Poïésis,veut dire "faire", en Grec ancien. Ce mot à l'origine de notre moderne poésie est donc d'abord un verbe, une action qui transforme et continue le monde. Ni production technique, ni création au sens romantique, l'oeuvre poïétique réconcilie la pensée avec la matière et le temps, et l'homme avec le monde. Elle est une communion des corps, une co-naissance et une reconnaissance par la rencontre, la lutte et l'accord dans la matière et le temps de la multitude des hommes. Et c'est de cette rencontre dans le temps et la matière du monde que résultent ces créations collectives et impersonnelles des peuples, formes douées de rythmes, de sens et de poésie que furent dés l'origine, nos architectures et nos citées.

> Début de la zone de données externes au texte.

use std::collections::HashMap;

use async_trait::async_trait;
use tokio::sync::RwLock;

use crate::errors::StoreError;

/// Persists each session's comparison selection between requests.
#[async_trait]
pub trait ComparisonStore: Send + Sync {
    async fn load(&self, session_id: &str) -> Result<Option<Vec<i64>>, StoreError>;

    async fn save(&self, session_id: &str, listing_ids: &[i64]) -> Result<(), StoreError>;

    async fn delete(&self, session_id: &str) -> Result<(), StoreError>;
}

#[derive(Default)]
pub struct InMemoryComparisonStore {
    sessions: RwLock<HashMap<String, Vec<i64>>>,
}

impl InMemoryComparisonStore {
    pub fn new() -> Self {
        Self::default()
    }
}

#[async_trait]
impl ComparisonStore for InMemoryComparisonStore {
    async fn load(&self, session_id: &str) -> Result<Option<Vec<i64>>, StoreError> {
        Ok(self.sessions.read().await.get(session_id).cloned())
    }

    async fn save(&self, session_id: &str, listing_ids: &[i64]) -> Result<(), StoreError> {
        self.sessions
            .write()
            .await
            .insert(session_id.to_string(), listing_ids.to_vec());
        Ok(())
    }

    async fn delete(&self, session_id: &str) -> Result<(), StoreError> {
        self.sessions.write().await.remove(session_id);
        Ok(())
    }
}
use std::env;
use std::path::PathBuf;

use crate::models::filter::PriceRange;
use crate::services::comparison_service::DEFAULT_COMPARISON_CAPACITY;

const HOST: &str = "0.0.0.0";
const PORT: u16 = 8080;
const MONGODB_DATABASE: &str = "Booking";
const PRICE_RANGE: PriceRange = (0.0, 10000.0);
const MAX_STAY_NIGHTS: u32 = 365;

#[derive(Debug, thiserror::Error)]
pub enum ConfigError {
    #[error("Invalid value for the environment variable {0}: {1}")]
    InvalidValue(String, String),
}

#[derive(Debug, Clone)]
pub struct Settings {
    pub host: String,
    pub port: u16,
    pub environment: String,
    /// Listings and comparisons live in MongoDB when set, in memory otherwise
    pub mongodb_uri: Option<String>,
    pub mongodb_database: String,
    pub listings_file: Option<PathBuf>,
    pub comparison_capacity: usize,
    pub default_price_range: PriceRange,
    /// Longest stay a quote will price
    pub max_stay_nights: u32,
}

impl Default for Settings {
    fn default() -> Self {
        Self {
            host: HOST.to_string(),
            port: PORT,
            environment: "development".to_string(),
            mongodb_uri: None,
            mongodb_database: MONGODB_DATABASE.to_string(),
            listings_file: None,
            comparison_capacity: DEFAULT_COMPARISON_CAPACITY,
            default_price_range: PRICE_RANGE,
            max_stay_nights: MAX_STAY_NIGHTS,
        }
    }
}

fn parse_var<T: std::str::FromStr>(name: &str, default: T) -> Result<T, ConfigError>
where
    T::Err: std::fmt::Display,
{
    match env::var(name) {
        Ok(raw) if !raw.trim().is_empty() => raw
            .trim()
            .parse()
            .map_err(|e: T::Err| ConfigError::InvalidValue(name.to_string(), e.to_string())),
        _ => Ok(default),
    }
}

fn optional_var(name: &str) -> Option<String> {
    env::var(name).ok().filter(|value| !value.trim().is_empty())
}

impl Settings {
    /// Load settings from environment variables, falling back to defaults.
    pub fn from_env() -> Result<Self, ConfigError> {
        let defaults = Self::default();

        let comparison_capacity =
            parse_var("COMPARISON_CAPACITY", defaults.comparison_capacity)?;
        if comparison_capacity == 0 {
            return Err(ConfigError::InvalidValue(
                "COMPARISON_CAPACITY".to_string(),
                "must be at least 1".to_string(),
            ));
        }

        let max_stay_nights = parse_var("MAX_STAY_NIGHTS", defaults.max_stay_nights)?;
        if max_stay_nights == 0 {
            return Err(ConfigError::InvalidValue(
                "MAX_STAY_NIGHTS".to_string(),
                "must be at least 1".to_string(),
            ));
        }

        let price_min: f64 = parse_var("PRICE_RANGE_MIN", defaults.default_price_range.0)?;
        let price_max: f64 = parse_var("PRICE_RANGE_MAX", defaults.default_price_range.1)?;
        if !(price_min.is_finite() && price_max.is_finite()) || price_min > price_max {
            return Err(ConfigError::InvalidValue(
                "PRICE_RANGE_MIN".to_string(),
                format!("{} must not exceed PRICE_RANGE_MAX ({})", price_min, price_max),
            ));
        }

        Ok(Self {
            host: optional_var("HOST").unwrap_or(defaults.host),
            port: parse_var("PORT", defaults.port)?,
            environment: optional_var("RUST_ENV").unwrap_or(defaults.environment),
            mongodb_uri: optional_var("MONGODB_URI"),
            mongodb_database: optional_var("MONGODB_DATABASE")
                .unwrap_or(defaults.mongodb_database),
            listings_file: optional_var("LISTINGS_FILE").map(PathBuf::from),
            comparison_capacity,
            default_price_range: (price_min, price_max),
            max_stay_nights,
        })
    }
}
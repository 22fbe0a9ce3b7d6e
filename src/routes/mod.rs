use actix_web::web;

pub mod comparisons;
pub mod health;
pub mod listings;
pub mod pricing;

pub fn config(cfg: &mut web::ServiceConfig) {
    cfg.route("/health", web::get().to(health::health_check)).service(
        web::scope("/api")
            .service(
                web::scope("/listings")
                    .route("", web::get().to(listings::get_all))
                    .route("/search", web::post().to(listings::search))
                    .route("/{id}", web::get().to(listings::get_by_id))
                    .route("/{id}/quote", web::post().to(pricing::quote_listing)),
            )
            .route("/pricing/quote", web::post().to(pricing::quote))
            .service(
                web::scope("/comparisons")
                    .route("", web::post().to(comparisons::create))
                    .route("/{session_id}", web::get().to(comparisons::get))
                    .route("/{session_id}", web::delete().to(comparisons::clear))
                    .route(
                        "/{session_id}/listings/{listing_id}",
                        web::put().to(comparisons::add_listing),
                    )
                    .route(
                        "/{session_id}/listings/{listing_id}",
                        web::delete().to(comparisons::remove_listing),
                    ),
            ),
    );
}
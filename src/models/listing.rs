use serde::{Deserialize, Serialize};

#[derive(Debug, Clone, Copy, Default, PartialEq, Eq, Serialize, Deserialize)]
#[serde(rename_all = "lowercase")]
pub enum ListingKind {
    #[default]
    Hotel,
    Car,
    Bike,
    Adventure,
}

/// Canonical bookable listing used by filtering, sorting and comparison.
#[derive(Debug, Clone, PartialEq, Serialize, Deserialize)]
pub struct ListingRecord {
    pub id: i64,
    #[serde(default)]
    pub kind: ListingKind,
    pub name: String,
    pub location: String,
    #[serde(default, skip_serializing_if = "Option::is_none")]
    pub description: Option<String>,
    pub stars: u8,
    pub price_per_night: f64,
    #[serde(default)]
    pub amenities: Vec<String>,
    /// Guest rating, falls back to the star count when the source has none
    #[serde(default)]
    pub rating: f64,
    #[serde(default)]
    pub review_count: u32,
    #[serde(default)]
    pub distance_km: f64,
}

/// Hotel as stored by the back office.
#[derive(Debug, Clone, Serialize, Deserialize)]
pub struct AdminHotel {
    pub id: i64,
    #[serde(default)]
    pub kind: Option<ListingKind>,
    pub name: String,
    pub location: String,
    #[serde(default)]
    pub description: Option<String>,
    pub stars: i32,
    pub price_per_night: f64,
    #[serde(default)]
    pub amenities: Vec<String>,
    #[serde(default)]
    pub rating: Option<f64>,
    #[serde(default)]
    pub review_count: Option<u32>,
    #[serde(default)]
    pub distance_km: Option<f64>,
}

/// Hotel as delivered by a partner integration feed.
#[derive(Debug, Clone, Serialize, Deserialize)]
pub struct PartnerHotel {
    pub hotel_id: i64,
    pub title: String,
    pub city: String,
    pub country: String,
    #[serde(default)]
    pub summary: Option<String>,
    pub star_rating: i32,
    pub nightly_rate: f64,
    #[serde(default)]
    pub facilities: Vec<String>,
    #[serde(default)]
    pub guest_rating: Option<f64>,
    #[serde(default)]
    pub reviews: Option<u32>,
    #[serde(default)]
    pub distance_from_center_km: Option<f64>,
}

fn clamp_stars(stars: i32) -> u8 {
    stars.clamp(1, 5) as u8
}

impl From<AdminHotel> for ListingRecord {
    fn from(hotel: AdminHotel) -> Self {
        let stars = clamp_stars(hotel.stars);
        ListingRecord {
            id: hotel.id,
            kind: hotel.kind.unwrap_or_default(),
            name: hotel.name,
            location: hotel.location,
            description: hotel.description,
            stars,
            price_per_night: hotel.price_per_night,
            amenities: hotel.amenities,
            rating: hotel.rating.unwrap_or(stars as f64),
            review_count: hotel.review_count.unwrap_or(0),
            distance_km: hotel.distance_km.unwrap_or(0.0),
        }
    }
}

impl From<PartnerHotel> for ListingRecord {
    fn from(hotel: PartnerHotel) -> Self {
        let stars = clamp_stars(hotel.star_rating);
        ListingRecord {
            id: hotel.hotel_id,
            kind: ListingKind::Hotel,
            name: hotel.title,
            location: format!("{}, {}", hotel.city, hotel.country),
            description: hotel.summary,
            stars,
            price_per_night: hotel.nightly_rate,
            amenities: hotel.facilities,
            rating: hotel.guest_rating.unwrap_or(stars as f64),
            review_count: hotel.reviews.unwrap_or(0),
            distance_km: hotel.distance_from_center_km.unwrap_or(0.0),
        }
    }
}
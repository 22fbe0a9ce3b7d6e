use crate::errors::CapacityExceeded;

pub const DEFAULT_COMPARISON_CAPACITY: usize = 3;

/// Ordered, duplicate-free selection of listing ids for side-by-side comparison.
#[derive(Debug, Clone, PartialEq, Eq)]
pub struct ComparisonSet {
    capacity: usize,
    ids: Vec<i64>,
}

impl Default for ComparisonSet {
    fn default() -> Self {
        Self::new(DEFAULT_COMPARISON_CAPACITY)
    }
}

impl ComparisonSet {
    pub fn new(capacity: usize) -> Self {
        Self {
            capacity,
            ids: Vec::with_capacity(capacity),
        }
    }

    /// Restore a stored selection. Duplicates are skipped and anything past
    /// `capacity` is dropped, keeping input order.
    pub fn from_ids(capacity: usize, ids: impl IntoIterator<Item = i64>) -> Self {
        let mut set = Self::new(capacity);
        for id in ids {
            if set.is_full() {
                break;
            }
            if !set.is_member(id) {
                set.ids.push(id);
            }
        }
        set
    }

    /// Adding an id that is already present succeeds without changes.
    pub fn add(&mut self, id: i64) -> Result<(), CapacityExceeded> {
        if self.is_member(id) {
            return Ok(());
        }
        if self.is_full() {
            return Err(CapacityExceeded {
                capacity: self.capacity,
                listing_id: id,
            });
        }
        self.ids.push(id);
        Ok(())
    }

    pub fn remove(&mut self, id: i64) {
        self.ids.retain(|existing| *existing != id);
    }

    pub fn clear(&mut self) {
        self.ids.clear();
    }

    pub fn is_member(&self, id: i64) -> bool {
        self.ids.contains(&id)
    }

    pub fn ids(&self) -> &[i64] {
        &self.ids
    }

    pub fn to_vec(&self) -> Vec<i64> {
        self.ids.clone()
    }

    pub fn len(&self) -> usize {
        self.ids.len()
    }

    pub fn is_empty(&self) -> bool {
        self.ids.is_empty()
    }

    pub fn is_full(&self) -> bool {
        self.ids.len() >= self.capacity
    }

    pub fn capacity(&self) -> usize {
        self.capacity
    }
}
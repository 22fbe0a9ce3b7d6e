use actix_web::{web, HttpResponse, Responder};
use serde::Serialize;

use crate::state::AppState;

#[derive(Serialize)]
struct HealthStatus {
    status: String,
    storage: ServiceStatus,
    environment: String,
    version: String,
}

#[derive(Serialize)]
struct ServiceStatus {
    backend: String,
    status: String,
    details: Option<String>,
}

/*
    /health
*/
pub async fn health_check(data: web::Data<AppState>) -> impl Responder {
    let storage = match data.listings.ping().await {
        Ok(_) => ServiceStatus {
            backend: data.listings.backend().to_string(),
            status: "ok".to_string(),
            details: None,
        },
        Err(e) => {
            log::error!("Listing storage health check failed: {}", e);
            ServiceStatus {
                backend: data.listings.backend().to_string(),
                status: "error".to_string(),
                details: Some(format!("Failed to reach listing storage: {}", e)),
            }
        }
    };

    let status = if storage.status == "ok" { "ok" } else { "degraded" };

    HttpResponse::Ok().json(HealthStatus {
        status: status.to_string(),
        storage,
        environment: data.settings.environment.clone(),
        version: env!("CARGO_PKG_VERSION").to_string(),
    })
}
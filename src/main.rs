use actix_cors::Cors;
use actix_web::{middleware::Logger, web, App, HttpServer};
use env_logger::Env;

use stayfinder_api::{config::Settings, routes, state::AppState};

#[actix_web::main]
async fn main() -> std::io::Result<()> {
    if cfg!(debug_assertions) {
        dotenv::dotenv().ok();
    }

    env_logger::init_from_env(Env::default().default_filter_or("info"));

    let settings = Settings::from_env().map_err(|e| {
        log::error!("{}", e);
        std::io::Error::new(std::io::ErrorKind::InvalidInput, e.to_string())
    })?;
    let host = settings.host.clone();
    let port = settings.port;

    let state = AppState::from_settings(settings).await.map_err(|e| {
        log::error!("Failed to initialise storage: {}", e);
        std::io::Error::new(std::io::ErrorKind::Other, e.to_string())
    })?;
    log::info!(
        "Using {} storage, comparison capacity {}",
        state.listings.backend(),
        state.settings.comparison_capacity
    );

    log::info!("Starting HTTP server on {}:{}", host, port);
    let data = web::Data::new(state);

    HttpServer::new(move || {
        App::new()
            .wrap(Logger::default())
            .wrap(
                Cors::default()
                    .allow_any_origin()
                    .allow_any_method()
                    .allow_any_header()
                    .max_age(3600),
            )
            .app_data(data.clone())
            .configure(routes::config)
    })
    .bind((host, port))?
    .run()
    .await
}
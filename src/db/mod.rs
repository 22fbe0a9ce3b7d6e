pub mod comparisons;
pub mod listings;
pub mod mongo;
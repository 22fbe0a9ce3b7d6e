pub mod config;
pub mod db;
pub mod errors;
pub mod models;
pub mod routes;
pub mod services;
pub mod state;
use actix_web::{web, HttpResponse};

use crate::errors::ApiError;
use crate::models::pricing::{DateRange, QuoteRequest};
use crate::services::pricing_service::PricingService;
use crate::state::AppState;

/*
    /api/pricing/quote
*/
pub async fn quote(
    data: web::Data<AppState>,
    input: web::Json<QuoteRequest>,
) -> Result<HttpResponse, ApiError> {
    let request = input.into_inner();
    let schedule = PricingService::quote(
        request.base_price,
        &request.stay,
        data.settings.max_stay_nights,
    )?;
    Ok(HttpResponse::Ok().json(schedule))
}

/*
    /api/listings/{id}/quote
*/
pub async fn quote_listing(
    path: web::Path<i64>,
    data: web::Data<AppState>,
    input: web::Json<DateRange>,
) -> Result<HttpResponse, ApiError> {
    let id = path.into_inner();
    let listing = data
        .listings
        .find_by_id(id)
        .await?
        .ok_or_else(|| ApiError::NotFound(format!("Listing {} not found", id)))?;

    // A stored listing without a usable price is our data problem, not the caller's
    if !listing.price_per_night.is_finite() || listing.price_per_night <= 0.0 {
        log::error!(
            "Listing {} has an invalid nightly price: {}",
            id,
            listing.price_per_night
        );
        return Err(ApiError::Internal(format!(
            "Listing {} cannot be priced",
            id
        )));
    }

    let schedule =
        PricingService::quote(listing.price_per_night, &input, data.settings.max_stay_nights)?;
    Ok(HttpResponse::Ok().json(schedule))
}
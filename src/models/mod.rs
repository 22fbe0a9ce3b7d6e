pub mod comparison;
pub mod filter;
pub mod listing;
pub mod pricing;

C'est par cette oeuvre collective enfin, matérielle et temporelle, que nous nous faisons un monde, une oeuvre dans le monde qui est l'oeuvre du monde. C'est par cette oeuvre que les hommes se reconnaissent comme appartenant à une même communauté humaine et qu'ils donnent une unité à leur irréductible multiplicité. Et c'est ainsi en construisant qu'une communauté se construit elle-même, scellant dans les pierres, le béton et le fer cette organisation vivante, unique et multiple à la fois qu'on appelle une cité.